At 9-month follow-up (available in all patients), 29 patients (1.3%)
had stent thrombosis (9 [0.8%] in the sirolimus group and 20 [1.7%] in the
paclitaxel group; P = .09). Fourteen patients
had subacute thrombosis (0.6%), 4 in the sirolimus group and 10 in the paclitaxel
group (0.4% vs 0.8%; P = .19) and 15 patients
had late thrombosis (0.7%), 5 in the sirolimus group and 10 in the paclitaxel
group (0.5% vs 0.8%; P = .30).
A total of 71% (10/14) of the subacute cases occurred within 1 week
of the procedure (median, 4 days) and 53% (8/15) of the late thrombosis cases
occurred within 3 months of the procedure (median, 57 days). Seven cases (24%)
presented as death, 20 (69%) as nonfatal MI, and 2 (7%) as unstable angina.

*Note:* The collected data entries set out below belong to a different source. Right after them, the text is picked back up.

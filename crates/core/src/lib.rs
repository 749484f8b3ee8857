//! Pure domain logic for the HRMS client data pipeline.
//!
//! Nothing in this crate performs I/O or awaits. Pages (and the
//! `hrms-client` crate) compose these pieces over collections that were
//! already fetched from the server.

pub mod access;
pub mod collate;
pub mod error;
pub mod filter_builder;
pub mod filter_eval;
pub mod group_by;
pub mod import_pipeline;
pub mod pagination;
pub mod record;
pub mod sortable;
pub mod types;
//! Client-side evaluation of report filters.
//!
//! Most report sources filter on the server, but the report builder also
//! narrows already-fetched rows locally. Filters are ANDed. A filter with no
//! field, or whose value is still unfilled, does not restrict anything, so a
//! half-edited filter row never blanks the table.

use std::cmp::Ordering;

use chrono::{DateTime, NaiveDate, NaiveDateTime};
use serde_json::Value;

use crate::collate::compare_ignore_case;
use crate::filter_builder::{field_type_of, FieldInfo, FieldType, Operator, ReportFilter};
use crate::record::{display_value, is_blank, parse_numeric_str, Record};

impl ReportFilter {
    /// Whether the filter has enough input to restrict rows.
    pub fn is_active(&self) -> bool {
        if self.field.is_empty() {
            return false;
        }
        match &self.operator {
            Operator::IsNull | Operator::IsNotNull => true,
            Operator::Between => self
                .value
                .as_pair()
                .is_some_and(|(low, high)| !low.is_empty() || !high.is_empty()),
            Operator::In => self.value.as_list().is_some_and(|l| !l.is_empty()),
            _ => self.value.as_scalar().is_some_and(|s| !s.is_empty()),
        }
    }

    /// Test one record. Inactive filters and operators unknown to this crate
    /// accept everything; comparisons against a null field never match.
    pub fn matches<R: Record + ?Sized>(&self, record: &R, field_type: FieldType) -> bool {
        if !self.is_active() {
            return true;
        }
        let actual = record.field(&self.field);

        match &self.operator {
            Operator::IsNull => return is_blank(actual),
            Operator::IsNotNull => return !is_blank(actual),
            Operator::Other(_) => return true,
            _ => {}
        }

        let Some(actual) = actual.filter(|v| !v.is_null()) else {
            return false;
        };
        let cmp = |expected: &str| compare_typed(actual, expected, field_type);

        match &self.operator {
            Operator::Eq => cmp(self.scalar()) == Some(Ordering::Equal),
            Operator::Ne => cmp(self.scalar()) != Some(Ordering::Equal),
            Operator::Gt => cmp(self.scalar()) == Some(Ordering::Greater),
            Operator::Gte => matches!(cmp(self.scalar()), Some(Ordering::Greater | Ordering::Equal)),
            Operator::Lt => cmp(self.scalar()) == Some(Ordering::Less),
            Operator::Lte => matches!(cmp(self.scalar()), Some(Ordering::Less | Ordering::Equal)),
            Operator::Like => contains_ignore_case(&display_value(actual), self.scalar()),
            Operator::In => self
                .value
                .as_list()
                .unwrap_or_default()
                .iter()
                .any(|v| cmp(v.as_str()) == Some(Ordering::Equal)),
            Operator::Between => {
                let (low, high) = self.value.as_pair().unwrap_or_default();
                let above = low.is_empty()
                    || matches!(cmp(low), Some(Ordering::Greater | Ordering::Equal));
                let below =
                    high.is_empty() || matches!(cmp(high), Some(Ordering::Less | Ordering::Equal));
                above && below
            }
            Operator::IsNull | Operator::IsNotNull | Operator::Other(_) => true,
        }
    }

    fn scalar(&self) -> &str {
        self.value.as_scalar().unwrap_or_default()
    }
}

/// Keep the records that pass every filter, in input order.
pub fn apply_filters<'a, R: Record>(
    items: &'a [R],
    filters: &[ReportFilter],
    fields: &[FieldInfo],
) -> Vec<&'a R> {
    let active: Vec<(&ReportFilter, FieldType)> = filters
        .iter()
        .filter(|f| f.is_active())
        .map(|f| (f, field_type_of(fields, &f.field)))
        .collect();

    items
        .iter()
        .filter(|item| active.iter().all(|(f, ft)| f.matches(*item, *ft)))
        .collect()
}

/// Compare a record value against a filter operand as the field's type.
/// `None` when the two cannot be compared (a non-numeric operand on a
/// number field).
fn compare_typed(actual: &Value, expected: &str, field_type: FieldType) -> Option<Ordering> {
    match field_type {
        FieldType::Number => {
            let a = match actual {
                Value::Number(n) => n.as_f64(),
                Value::String(s) if !s.trim().is_empty() => parse_numeric_str(s),
                _ => None,
            }?;
            let b = parse_numeric_str(expected).filter(|_| !expected.trim().is_empty())?;
            a.partial_cmp(&b)
        }
        FieldType::Date => {
            let a = display_value(actual);
            match (parse_date(&a), parse_date(expected)) {
                (Some(x), Some(y)) => Some(x.cmp(&y)),
                _ => Some(a.as_str().cmp(expected)),
            }
        }
        FieldType::Boolean => {
            let a = match actual {
                Value::Bool(b) => Some(*b),
                Value::String(s) => parse_bool(s),
                Value::Number(n) => n.as_f64().map(|f| f != 0.0),
                _ => None,
            }?;
            Some(a.cmp(&parse_bool(expected)?))
        }
        FieldType::String | FieldType::Choice => {
            Some(compare_ignore_case(&display_value(actual), expected))
        }
    }
}

/// Parse a date from the formats the API and date inputs produce. Times
/// are dropped; date filters compare whole days.
pub fn parse_date(s: &str) -> Option<NaiveDate> {
    let s = s.trim();
    NaiveDate::parse_from_str(s, "%Y-%m-%d")
        .ok()
        .or_else(|| DateTime::parse_from_rfc3339(s).ok().map(|d| d.date_naive()))
        .or_else(|| {
            NaiveDateTime::parse_from_str(s, "%Y-%m-%dT%H:%M:%S%.f")
                .or_else(|_| NaiveDateTime::parse_from_str(s, "%Y-%m-%d %H:%M:%S%.f"))
                .ok()
                .map(|dt| dt.date())
        })
}

fn parse_bool(s: &str) -> Option<bool> {
    match s.trim().to_ascii_lowercase().as_str() {
        "true" => Some(true),
        "false" => Some(false),
        _ => None,
    }
}

fn contains_ignore_case(haystack: &str, needle: &str) -> bool {
    haystack.to_lowercase().contains(&needle.to_lowercase())
}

At follow-up the case-fatality rate—including death at presentation—was
45% (13/29). Angiographic documentation of thrombosis was available in 12
of the 22 patients (55%) with stent thrombosis (including both patients that
presented with unstable angina) that did not present with death. In-hospital
data were available for all patients who presented with acute MI and had no
angiographic evidence of stent thrombosis.
At 9-month follow-up, target lesion revascularization was performed
in 141 patients (6.3%) (58 [5.5%] in the sirolimus group vs 83 [7.1%] in the
paclitaxel group; P = .13). Major adverse
cardiac events occurred in 242 patients (10.8%) (109 [10.3%] in the sirolimus
group vs 133 [11.4%] in the paclitaxel group; P = .42).
The incidence of stent thrombosis according to selected patient characteristics
and the univariate predictors of cumulative stent thrombosis are shown in Table 2. Five of 17 patients with premature antiplatelet
therapy discontinuation had stent thrombosis; in 1 of them only clopidogrel
was discontinued. Independent predictors of subacute, late, and cumulative
stent thrombosis are shown in Table 3.
The key predictors of stent thrombosis were premature antiplatelet therapy
discontinuation, renal failure, bifurcation lesions, diabetes, and low ejection
fraction. For subacute thrombosis, stent length was also a predictor: for
each 1-mm increase in length, there was 1.03 times greater risk of thrombosis.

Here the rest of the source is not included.